Cueva del Agua is a small village of the Spanish municipality of Garafia in the north-east of the island of La Palma, province of Santa Cruz de Tenerife, in the Canary Islands off the Moroccan coast.

== Location, description ==
On the island of La Palma, Cueva del Agua is a village 1.5 km east of the LP-114 road that links Santo Domingo (3 km north) to Las Tricias (9 km south, near Fagundo and the Pino de la Virgen). It stands between the districts of El Castillo village to the south and the town of Santo Domingo to the north. The north-west coast of the island is 1,600 m away (on a straight line).

The district is of mountainous type: small roads with sharp turns and deep narrow valleys, with the Atajo river and its steep ravine (barranco de Atajo) to the south of the village, and to the north that of the (barranco de Fernando Oporto or barranco Oropesa, also called barranco de los Hombres).

At its heart one finds the Chapel of Our Lady of Sorrows and the old school.

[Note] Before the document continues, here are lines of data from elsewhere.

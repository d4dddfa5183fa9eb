//! Newsletter subscriber model.

use alms_core::types::{DbId, Timestamp};
use serde::Serialize;
use sqlx::FromRow;

/// A row from the `newsletter_subscribers` table.
#[derive(Debug, Clone, FromRow, Serialize)]
pub struct NewsletterSubscriber {
    pub id: DbId,
    pub email: String,
    pub is_active: bool,
    pub unsubscribed_at: Option<Timestamp>,
    pub created_at: Timestamp,
    pub updated_at: Timestamp,
}
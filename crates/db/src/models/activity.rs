//! Activity log entry model. Entries are append-only (no `updated_at`).

use alms_core::types::{DbId, Timestamp};
use serde::{Deserialize, Serialize};
use sqlx::FromRow;

/// A row from the `activity_log` table.
#[derive(Debug, Clone, FromRow, Serialize)]
pub struct ActivityLogEntry {
    pub id: DbId,
    pub event_type: String,
    pub entity_type: Option<String>,
    pub entity_id: Option<DbId>,
    pub actor_user_id: Option<DbId>,
    pub details: serde_json::Value,
    pub created_at: Timestamp,
}

/// DTO for appending an activity log entry.
#[derive(Debug, Clone, Deserialize)]
pub struct CreateActivityLog {
    pub event_type: String,
    pub entity_type: Option<String>,
    pub entity_id: Option<DbId>,
    pub actor_user_id: Option<DbId>,
    pub details: serde_json::Value,
}
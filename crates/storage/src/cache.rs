//! In-memory cache of signed URLs.
//!
//! Entries are keyed by `(bucket, path)`. An entry is served while
//! `now + refresh_margin < expires_at`; after that the object is re-signed so
//! callers never receive a URL that is about to stop working. Time comes from
//! the tokio clock.

use std::collections::HashMap;
use std::sync::Arc;
use std::time::Duration;

use tokio::sync::RwLock;
use tokio::time::Instant;

use crate::{ObjectSigner, StorageError};

/// A signed URL and how long it remains valid.
#[derive(Debug, Clone, PartialEq, Eq)]
pub struct SignedUrl {
    pub url: String,
    /// Remaining validity at the time it was handed out.
    pub expires_in: Duration,
}

#[derive(Debug, Clone)]
struct CachedUrl {
    url: String,
    expires_at: Instant,
}

/// Thread-safe signed-URL cache in front of an [`ObjectSigner`].
///
/// Designed to be wrapped in `Arc` and shared across handlers.
pub struct SignedUrlCache {
    signer: Arc<dyn ObjectSigner>,
    ttl: Duration,
    refresh_margin: Duration,
    entries: RwLock<HashMap<(String, String), CachedUrl>>,
}

impl SignedUrlCache {
    /// Create a cache that signs URLs valid for `ttl` and refreshes them once
    /// less than `refresh_margin` of validity remains.
    ///
    /// A margin at or above `ttl` is reduced to half the ttl, otherwise every
    /// freshly signed entry would already be due for refresh.
    pub fn new(signer: Arc<dyn ObjectSigner>, ttl: Duration, refresh_margin: Duration) -> Self {
        let refresh_margin = if refresh_margin >= ttl {
            ttl / 2
        } else {
            refresh_margin
        };
        Self {
            signer,
            ttl,
            refresh_margin,
            entries: RwLock::new(HashMap::new()),
        }
    }

    /// Return a cached URL for `bucket/path`, signing a new one when the
    /// cached entry is missing or near expiry.
    pub async fn get_or_sign(&self, bucket: &str, path: &str) -> Result<SignedUrl, StorageError> {
        let key = (bucket.to_string(), path.to_string());
        let now = Instant::now();

        if let Some(entry) = self.entries.read().await.get(&key) {
            if now + self.refresh_margin < entry.expires_at {
                return Ok(SignedUrl {
                    url: entry.url.clone(),
                    expires_in: entry.expires_at - now,
                });
            }
        }

        let url = self.signer.sign(bucket, path, self.ttl).await?;
        let expires_at = now + self.ttl;
        self.entries.write().await.insert(
            key,
            CachedUrl {
                url: url.clone(),
                expires_at,
            },
        );

        Ok(SignedUrl {
            url,
            expires_in: self.ttl,
        })
    }

    /// Drop the cached entry for `bucket/path`. Returns whether one existed.
    pub async fn invalidate(&self, bucket: &str, path: &str) -> bool {
        self.entries
            .write()
            .await
            .remove(&(bucket.to_string(), path.to_string()))
            .is_some()
    }

    /// Remove every entry that has expired. Returns the number removed.
    pub async fn purge_expired(&self) -> usize {
        let now = Instant::now();
        let mut entries = self.entries.write().await;
        let before = entries.len();
        entries.retain(|_, entry| entry.expires_at > now);
        before - entries.len()
    }

    /// Number of cached entries, including stale ones not yet purged.
    pub async fn len(&self) -> usize {
        self.entries.read().await.len()
    }

    pub async fn is_empty(&self) -> bool {
        self.entries.read().await.is_empty()
    }
}

#[cfg(test)]
mod tests {
    use std::sync::atomic::{AtomicUsize, Ordering};

    use async_trait::async_trait;

    use super::*;

    const TTL: Duration = Duration::from_secs(3600);
    const MARGIN: Duration = Duration::from_secs(300);

    /// Signer that counts calls and embeds the count in the URL.
    #[derive(Default)]
    struct CountingSigner {
        calls: AtomicUsize,
    }

    #[async_trait]
    impl ObjectSigner for CountingSigner {
        async fn sign(
            &self,
            bucket: &str,
            path: &str,
            _expires_in: Duration,
        ) -> Result<String, StorageError> {
            let n = self.calls.fetch_add(1, Ordering::SeqCst) + 1;
            Ok(format!("https://files.test/{bucket}/{path}?token={n}"))
        }
    }

    struct FailingSigner;

    #[async_trait]
    impl ObjectSigner for FailingSigner {
        async fn sign(&self, _: &str, _: &str, _: Duration) -> Result<String, StorageError> {
            Err(StorageError::Api {
                status: 404,
                body: "Object not found".into(),
            })
        }
    }

    fn cache() -> (Arc<CountingSigner>, SignedUrlCache) {
        let signer = Arc::new(CountingSigner::default());
        let cache = SignedUrlCache::new(signer.clone(), TTL, MARGIN);
        (signer, cache)
    }

    #[tokio::test(start_paused = true)]
    async fn test_serves_cached_url_while_fresh() {
        let (signer, cache) = cache();

        let first = cache.get_or_sign("avatars", "u1/me.png").await.unwrap();
        assert_eq!(first.expires_in, TTL);

        tokio::time::advance(Duration::from_secs(600)).await;
        let second = cache.get_or_sign("avatars", "u1/me.png").await.unwrap();

        assert_eq!(first.url, second.url);
        assert_eq!(second.expires_in, TTL - Duration::from_secs(600));
        assert_eq!(signer.calls.load(Ordering::SeqCst), 1);
    }

    #[tokio::test(start_paused = true)]
    async fn test_resigns_inside_refresh_margin() {
        let (signer, cache) = cache();

        let first = cache.get_or_sign("avatars", "u1/me.png").await.unwrap();
        tokio::time::advance(TTL - MARGIN).await;
        let second = cache.get_or_sign("avatars", "u1/me.png").await.unwrap();

        assert_ne!(first.url, second.url);
        assert_eq!(second.expires_in, TTL);
        assert_eq!(signer.calls.load(Ordering::SeqCst), 2);
    }

    #[tokio::test(start_paused = true)]
    async fn test_keys_are_bucket_and_path() {
        let (signer, cache) = cache();

        cache.get_or_sign("avatars", "a.png").await.unwrap();
        cache.get_or_sign("story-images", "a.png").await.unwrap();
        cache.get_or_sign("avatars", "b.png").await.unwrap();

        assert_eq!(signer.calls.load(Ordering::SeqCst), 3);
        assert_eq!(cache.len().await, 3);
    }

    #[tokio::test(start_paused = true)]
    async fn test_invalidate_forces_resign() {
        let (signer, cache) = cache();

        cache.get_or_sign("avatars", "a.png").await.unwrap();
        assert!(cache.invalidate("avatars", "a.png").await);
        assert!(!cache.invalidate("avatars", "a.png").await);
        cache.get_or_sign("avatars", "a.png").await.unwrap();

        assert_eq!(signer.calls.load(Ordering::SeqCst), 2);
    }

    #[tokio::test(start_paused = true)]
    async fn test_purge_drops_only_expired_entries() {
        let (_signer, cache) = cache();

        cache.get_or_sign("avatars", "old.png").await.unwrap();
        tokio::time::advance(Duration::from_secs(1800)).await;
        cache.get_or_sign("avatars", "new.png").await.unwrap();
        tokio::time::advance(Duration::from_secs(1801)).await;

        assert_eq!(cache.purge_expired().await, 1);
        assert_eq!(cache.len().await, 1);
        assert_eq!(cache.purge_expired().await, 0);
    }

    #[tokio::test(start_paused = true)]
    async fn test_signer_errors_are_not_cached() {
        let cache = SignedUrlCache::new(Arc::new(FailingSigner), TTL, MARGIN);
        assert!(cache.get_or_sign("avatars", "missing.png").await.is_err());
        assert!(cache.is_empty().await);
    }

    #[tokio::test(start_paused = true)]
    async fn test_oversized_margin_is_halved() {
        let signer = Arc::new(CountingSigner::default());
        let cache = SignedUrlCache::new(signer.clone(), TTL, TTL * 2);

        cache.get_or_sign("avatars", "a.png").await.unwrap();
        cache.get_or_sign("avatars", "a.png").await.unwrap();
        assert_eq!(signer.calls.load(Ordering::SeqCst), 1);
    }
}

== Name of the district ==
The name of the village (Cueva del Agua or Cueva de Agua, in English "Cave of Water") comes from the existence of a natural cave inside which flows a spring. This cave, called the Spring cave (cueva de la Fuente), is found nearby the GR 130

== Population ==
Its population has fallen considerably since the 1950s and currently counts about 120 inhabitants.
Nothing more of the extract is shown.